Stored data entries
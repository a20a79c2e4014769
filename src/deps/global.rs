// src/deps/global.rs

use std::cell::RefCell;
use std::collections::HashMap;
use std::fs;
use std::path::PathBuf;

use serde_yaml::Value;

use crate::buildenv::BuildEnv;
use crate::config::ConfigMappings;
use crate::constants::DEFAULT_TAG_FILENAME;
use crate::deps::DepResolver;
use crate::error::{Error, Result};
use crate::target::{TargetDependency, TargetId};

/// Resolves dependencies from the per-user global package store:
/// `<store>/<name>/<tag>/`, with `default-tag.txt` selecting the tag used
/// when the depstring does not pin one.
pub struct GlobalDepResolver {
    packages_path: PathBuf,
    target_cache: RefCell<HashMap<String, TargetId>>,
}

impl GlobalDepResolver {
    pub fn new(packages_path: PathBuf) -> Self {
        Self {
            packages_path,
            target_cache: RefCell::new(HashMap::new()),
        }
    }

    fn default_tag(&self, name: &str) -> Result<String> {
        let tag_file = self.packages_path.join(name).join(DEFAULT_TAG_FILENAME);
        Ok(fs::read_to_string(tag_file)?.trim().to_string())
    }

    /// Installs (or re-installs) a package into the store under `as_dep`'s
    /// name, fetching through the resolver of `dep`'s namespace, and records
    /// the tag as the default.
    pub fn install_package(
        &self,
        env: &mut BuildEnv,
        dep: &TargetDependency,
        as_dep: &TargetDependency,
    ) -> Result<()> {
        let mut tag = if as_dep.version.is_empty() {
            dep.version.clone()
        } else {
            as_dep.version.clone()
        };
        if tag.is_empty() {
            tag = "default".to_string();
        }

        let resolver = env.dep_resolver(&dep.ns).ok_or_else(|| {
            Error::dependency(None, format!("unknown dependency type '{}'", dep.ns))
        })?;

        let target_path = self.packages_path.join(&as_dep.name).join(&tag);

        env.out().info_styled(&format!(
            "Installing package {} as global:{}@{tag}...\n",
            dep.raw, as_dep.name
        ));

        if target_path.exists() {
            env.out().info_styled(&format!(
                "! Will remove existing package global:{}@{tag}\n",
                as_dep.name
            ));
            fs::remove_dir_all(&target_path)?;
        }

        if !resolver.save_to_path(env, dep, &target_path)? {
            return Err(Error::dependency(
                None,
                format!(
                    "dependency type '{}' is not supported for global packages",
                    dep.ns
                ),
            ));
        }

        fs::write(
            self.packages_path.join(&as_dep.name).join(DEFAULT_TAG_FILENAME),
            &tag,
        )?;

        env.out().info_styled(&format!(
            " ! Installed package {} as global:{}@{tag}\n",
            dep.raw, as_dep.name
        ));
        Ok(())
    }

    /// Marks an already-installed version as the package's default tag.
    pub fn select_default_tag(&self, dep: &TargetDependency, new_tag: &str) -> Result<()> {
        let package_path = self.packages_path.join(&dep.name);
        if !package_path.exists() {
            return Err(Error::dependency(
                None,
                format!("missing global package '{}'", dep.name),
            ));
        }
        if !package_path.join(new_tag).exists() {
            return Err(Error::dependency(
                None,
                format!(
                    "missing version '{new_tag}' for global package '{}'",
                    dep.name
                ),
            ));
        }

        fs::write(package_path.join(DEFAULT_TAG_FILENAME), new_tag)?;
        Ok(())
    }
}

impl DepResolver for GlobalDepResolver {
    fn resolve(
        &self,
        env: &mut BuildEnv,
        from: TargetId,
        dep: &TargetDependency,
    ) -> Result<TargetId> {
        let from_module = env.target(from).module.clone();

        let package_path = self.packages_path.join(&dep.name);
        if !package_path.exists() {
            return Err(Error::dependency(
                Some(from_module),
                format!("missing global package '{}'", dep.name),
            ));
        }

        let tag = if dep.version.is_empty() {
            self.default_tag(&dep.name)?
        } else {
            dep.version.clone()
        };

        let target_path = package_path.join(&tag);
        if !target_path.exists() {
            return Err(Error::dependency(
                Some(from_module),
                format!(
                    "missing version '{tag}' for global package '{}'",
                    dep.name
                ),
            ));
        }

        let views = env.scope_views(from);
        let re_arch = views.resolve_local("arch")?;
        let re_platform = views.resolve_local("platform")?;
        let re_config = views.resolve_local("configuration")?;
        drop(views);

        let triplet = format!("{re_arch}-{re_platform}-{re_config}");
        let cache_key = format!("{}-{triplet}", dep.raw);

        if let Some(cached) = self.target_cache.borrow().get(&cache_key) {
            return Ok(*cached);
        }

        let root_path = env.target(from).root_path.clone();

        let id = env.load_free_target(&target_path, Some(from), Some(dep))?;
        {
            let target = env.target_mut(id);
            target.root_path = root_path;
            if let Some(map) = target.config.as_mapping_mut() {
                map.insert("arch".into(), Value::String(re_arch.clone()));
                map.insert("platform".into(), Value::String(re_platform.clone()));
                map.insert("configuration".into(), Value::String(re_config.clone()));
            }
            target.module = format!("global.{triplet}.{}", target.module);
        }

        env.ensure_target_scopes(id);
        env.load_target_dependencies(id)?;
        env.load_target_source_tree(id, None)?;

        let mut mappings = ConfigMappings::new();
        mappings.insert("arch".into(), re_arch);
        mappings.insert("platform".into(), re_platform);
        mappings.insert("config".into(), re_config);
        let resolved = env.compute_resolved_config(id, &mappings)?;
        env.target_mut(id).resolved_config = Some(resolved);
        env.load_conditional_dependencies(id)?;

        env.register_local_target(id)?;

        env.out().info_styled(&format!(
            "[{}] Using installed package {}\n",
            env.target(from).module,
            dep.raw
        ));

        self.target_cache.borrow_mut().insert(cache_key, id);
        Ok(id)
    }
}

#[cfg(test)]
mod tests {
    use super::*;
    use crate::output::{Output, OutputLevel};
    use crate::target::parse_dependency;

    #[test]
    fn resolves_from_the_store_using_the_default_tag() {
        let store = tempfile::tempdir().unwrap();
        let pkg = store.path().join("mylib");
        fs::create_dir_all(pkg.join("1.0")).unwrap();
        fs::write(
            pkg.join("1.0").join("re.yml"),
            "type: static-library\nname: mylib\n",
        )
        .unwrap();
        fs::write(pkg.join(DEFAULT_TAG_FILENAME), "1.0").unwrap();

        let mut env = BuildEnv::new(Output::new(OutputLevel::Off));
        let app_dir = tempfile::tempdir().unwrap();
        fs::write(app_dir.path().join("re.yml"), "type: executable\nname: app\n").unwrap();
        let app = env.load_root_target(app_dir.path()).unwrap();

        let resolver = GlobalDepResolver::new(store.path().to_path_buf());
        let dep = parse_dependency("global:mylib", None).unwrap();
        let resolved = resolver.resolve(&mut env, app, &dep).unwrap();

        assert!(env.target(resolved).module.starts_with("global."));
        assert!(env.target(resolved).module.ends_with(".mylib"));

        // Resolution is memoized per cache key.
        let again = resolver.resolve(&mut env, app, &dep).unwrap();
        assert_eq!(resolved, again);
    }

    #[test]
    fn install_package_records_the_default_tag() {
        let store = tempfile::tempdir().unwrap();
        let lib_dir = tempfile::tempdir().unwrap();
        fs::write(
            lib_dir.path().join("re.yml"),
            "type: static-library\nname: mylib\n",
        )
        .unwrap();

        let mut env = BuildEnv::new(Output::new(OutputLevel::Off));
        env.add_dep_resolver("fs", std::rc::Rc::new(crate::deps::FsDepResolver::new()));

        let resolver = GlobalDepResolver::new(store.path().to_path_buf());
        let dep =
            parse_dependency(&format!("fs:{}", lib_dir.path().display()), None).unwrap();
        let as_dep = parse_dependency("mylib", None).unwrap();

        resolver.install_package(&mut env, &dep, &as_dep).unwrap();

        assert!(store.path().join("mylib/default/re.yml").is_file());
        assert_eq!(
            fs::read_to_string(store.path().join("mylib").join(DEFAULT_TAG_FILENAME)).unwrap(),
            "default"
        );

        // Re-installing with a pinned tag replaces the default.
        let pinned =
            parse_dependency(&format!("fs:{} @ v2", lib_dir.path().display()), None).unwrap();
        resolver.install_package(&mut env, &pinned, &as_dep).unwrap();

        assert!(store.path().join("mylib/v2/re.yml").is_file());
        assert_eq!(
            fs::read_to_string(store.path().join("mylib").join(DEFAULT_TAG_FILENAME)).unwrap(),
            "v2"
        );

        resolver.select_default_tag(&as_dep, "default").unwrap();
        assert_eq!(
            fs::read_to_string(store.path().join("mylib").join(DEFAULT_TAG_FILENAME)).unwrap(),
            "default"
        );
    }

    #[test]
    fn missing_package_is_a_dependency_error() {
        let store = tempfile::tempdir().unwrap();
        let mut env = BuildEnv::new(Output::new(OutputLevel::Off));
        let app_dir = tempfile::tempdir().unwrap();
        fs::write(app_dir.path().join("re.yml"), "type: executable\nname: app\n").unwrap();
        let app = env.load_root_target(app_dir.path()).unwrap();

        let resolver = GlobalDepResolver::new(store.path().to_path_buf());
        let dep = parse_dependency("global:nope", None).unwrap();
        let err = resolver.resolve(&mut env, app, &dep).unwrap_err();
        assert!(matches!(err, Error::Dependency { .. }));
    }
}
// src/bin/re.rs

use std::path::PathBuf;
use std::process::ExitCode;

use clap::{Parser, Subcommand};

use re::context::BuildContext;
use re::error::Error;
use re::output::{Output, OutputLevel};
use re::system::process::{self, RunOptions};
use re::target::{TargetId, TargetType, create_empty_target};

#[derive(Parser)]
#[command(name = "re", version, about = "A declarative, polyglot build orchestrator.")]
struct Cli {
    /// Output verbosity: off, problems, error, warn, info, debug, trace, all.
    #[arg(long, default_value = "info", global = true)]
    verbosity: String,

    /// Data directory holding toolchain environments and the core project.
    #[arg(long, global = true)]
    data_path: Option<PathBuf>,

    /// Build variable overrides, e.g. --var arch=arm64.
    #[arg(long = "var", value_name = "KEY=VALUE", global = true)]
    vars: Vec<String>,

    #[command(subcommand)]
    command: Commands,
}

#[derive(Subcommand)]
enum Commands {
    /// Resolve the target graph and build it with the external executor.
    Build {
        /// The target directory (defaults to the current directory).
        path: Option<PathBuf>,
    },
    /// Build, then copy artifacts to the configured install locations.
    Install {
        path: Option<PathBuf>,
    },
    /// Only generate the build script and meta record.
    Describe {
        path: Option<PathBuf>,
    },
    /// Build, then run the produced executable artifact.
    Run {
        path: Option<PathBuf>,
        /// Arguments forwarded to the program.
        #[arg(last = true)]
        args: Vec<String>,
    },
    /// Build, running the named structured task category around it.
    Do {
        /// The task / action category to run.
        category: String,
        path: Option<PathBuf>,
    },
    /// Scaffold a new target directory with a minimal config.
    New {
        /// The target type: project, executable, static-library,
        /// shared-library or custom.
        #[arg(value_name = "TYPE")]
        target_type: String,
        name: String,
        /// Destination directory (defaults to the target name).
        path: Option<PathBuf>,
    },
    /// Show the resolved target tree and its dependency edges.
    Tree {
        path: Option<PathBuf>,
    },
}

impl Commands {
    fn path(&self) -> PathBuf {
        let path = match self {
            Self::Build { path }
            | Self::Install { path }
            | Self::Describe { path }
            | Self::Run { path, .. }
            | Self::Do { path, .. }
            | Self::Tree { path } => path.clone(),
            Self::New { .. } => None,
        };
        path.unwrap_or_else(|| PathBuf::from("."))
    }
}

fn prepare(cli: &Cli) -> Result<(BuildContext, TargetId, PathBuf), Error> {
    let out = Output::new(OutputLevel::from_str_or_default(&cli.verbosity));
    let mut ctx = BuildContext::new(out, cli.data_path.clone());
    ctx.load_default_environment()?;

    let path = cli.command.path();
    ctx.load_cached_params(&path)?;

    for var in &cli.vars {
        if let Some((key, value)) = var.split_once('=') {
            ctx.set_var(key, value);
        }
    }

    ctx.load_version_cache(&path)?;
    let target = ctx.load_target(&path)?;
    Ok((ctx, target, path))
}

fn run_artifact(
    ctx: &mut BuildContext,
    target: TargetId,
    desc: &re::desc::NinjaBuildDesc,
    args: &[String],
) -> Result<(), Error> {
    let run_target = desc
        .artifacts
        .keys()
        .copied()
        .find(|t| ctx.env().target(*t).ty == TargetType::Executable && *t == target)
        .or_else(|| {
            desc.artifacts
                .keys()
                .copied()
                .find(|t| ctx.env().target(*t).ty == TargetType::Executable)
        })
        .ok_or_else(|| {
            Error::build(
                Some(ctx.env().target(target).module.clone()),
                "this target does not provide any artifacts".to_string(),
            )
        })?;

    // Artifact paths are stored as templates over the target's build scope.
    let template = desc.artifacts[&run_target].to_string_lossy().to_string();
    let artifact = ctx.env().scope_views(run_target).resolve(&template)?;

    let cwd = ctx.env().target(run_target).path.clone();
    process::run_process(
        &artifact,
        args,
        &cwd,
        &RunOptions {
            strict: true,
            ..Default::default()
        },
    )?;
    Ok(())
}

fn run(cli: &Cli) -> Result<(), Error> {
    if let Commands::New {
        target_type,
        name,
        path,
    } = &cli.command
    {
        let ty = TargetType::from_config_str(target_type)?;
        let dir = path
            .clone()
            .unwrap_or_else(|| PathBuf::from(name.trim_start_matches('.')));

        create_empty_target(&dir, ty, name)?;

        println!();
        println!(
            "Created new {target_type} target '{name}' in directory '{}'.",
            dir.display()
        );
        println!();
        println!("    To build the new target, type:");
        println!("        > cd {}", dir.display());
        println!("        > re build");
        println!();
        println!(
            "    To edit the new target, modify the {}/re.yml file.",
            dir.display()
        );
        println!();
        return Ok(());
    }

    let (mut ctx, target, path) = prepare(cli)?;

    let desc = ctx.generate_build_desc(target)?;
    ctx.save_version_cache(&path)?;

    match &cli.command {
        Commands::Describe { .. } => {
            re::ninja::generate_build_file(&desc, &desc.out_dir)?;
            ctx.save_target_meta(&desc)?;
        }
        Commands::Build { .. } => {
            ctx.build_target(&desc)?;
        }
        Commands::Install { .. } => {
            ctx.build_target(&desc)?;
            ctx.install_target(&desc)?;
        }
        Commands::Run { args, .. } => {
            ctx.build_target(&desc)?;
            run_artifact(&mut ctx, target, &desc, args)?;
        }
        Commands::Do { category, .. } => {
            let deps = ctx.env_mut().single_target_dep_set(target)?;

            for dep in &deps {
                ctx.env_mut()
                    .run_structured_task(*dep, Some(&desc), category, "pre-build")?;
            }

            ctx.build_target(&desc)?;

            for dep in &deps {
                ctx.env_mut()
                    .run_structured_task(*dep, Some(&desc), category, "post-build")?;
                ctx.env_mut()
                    .run_actions_categorized(*dep, Some(&desc), category)?;
            }
        }
        Commands::Tree { .. } => {
            print!("{}", ctx.env().render_build_info());
        }
        Commands::New { .. } => unreachable!(),
    }

    Ok(())
}

fn report(err: &Error) {
    eprintln!("\n  Error: {err}");

    if let Some(module) = err.target_module() {
        eprintln!("  Target: {module}");
    }

    // Only engine frames are worth showing to the user.
    let trace = err.trace().to_string();
    let frames: Vec<&str> = trace
        .lines()
        .filter(|line| line.contains("re::"))
        .collect();
    if !frames.is_empty() {
        eprintln!("\n  at:");
        for frame in frames {
            eprintln!("  {}", frame.trim());
        }
    }
    eprintln!();
}

fn main() -> ExitCode {
    env_logger::init();

    let cli = Cli::parse();

    match run(&cli) {
        Ok(()) => ExitCode::SUCCESS,
        Err(err) => {
            report(&err);
            ExitCode::from(err.exit_code() as u8)
        }
    }
}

Problem details
Check each line above for the word "long" and copy the ones that have it.

Exercise answer
    #[arg(long, default_value = "info", global = true)]
    #[arg(long, global = true)]
    #[arg(long = "var", value_name = "KEY=VALUE", global = true)]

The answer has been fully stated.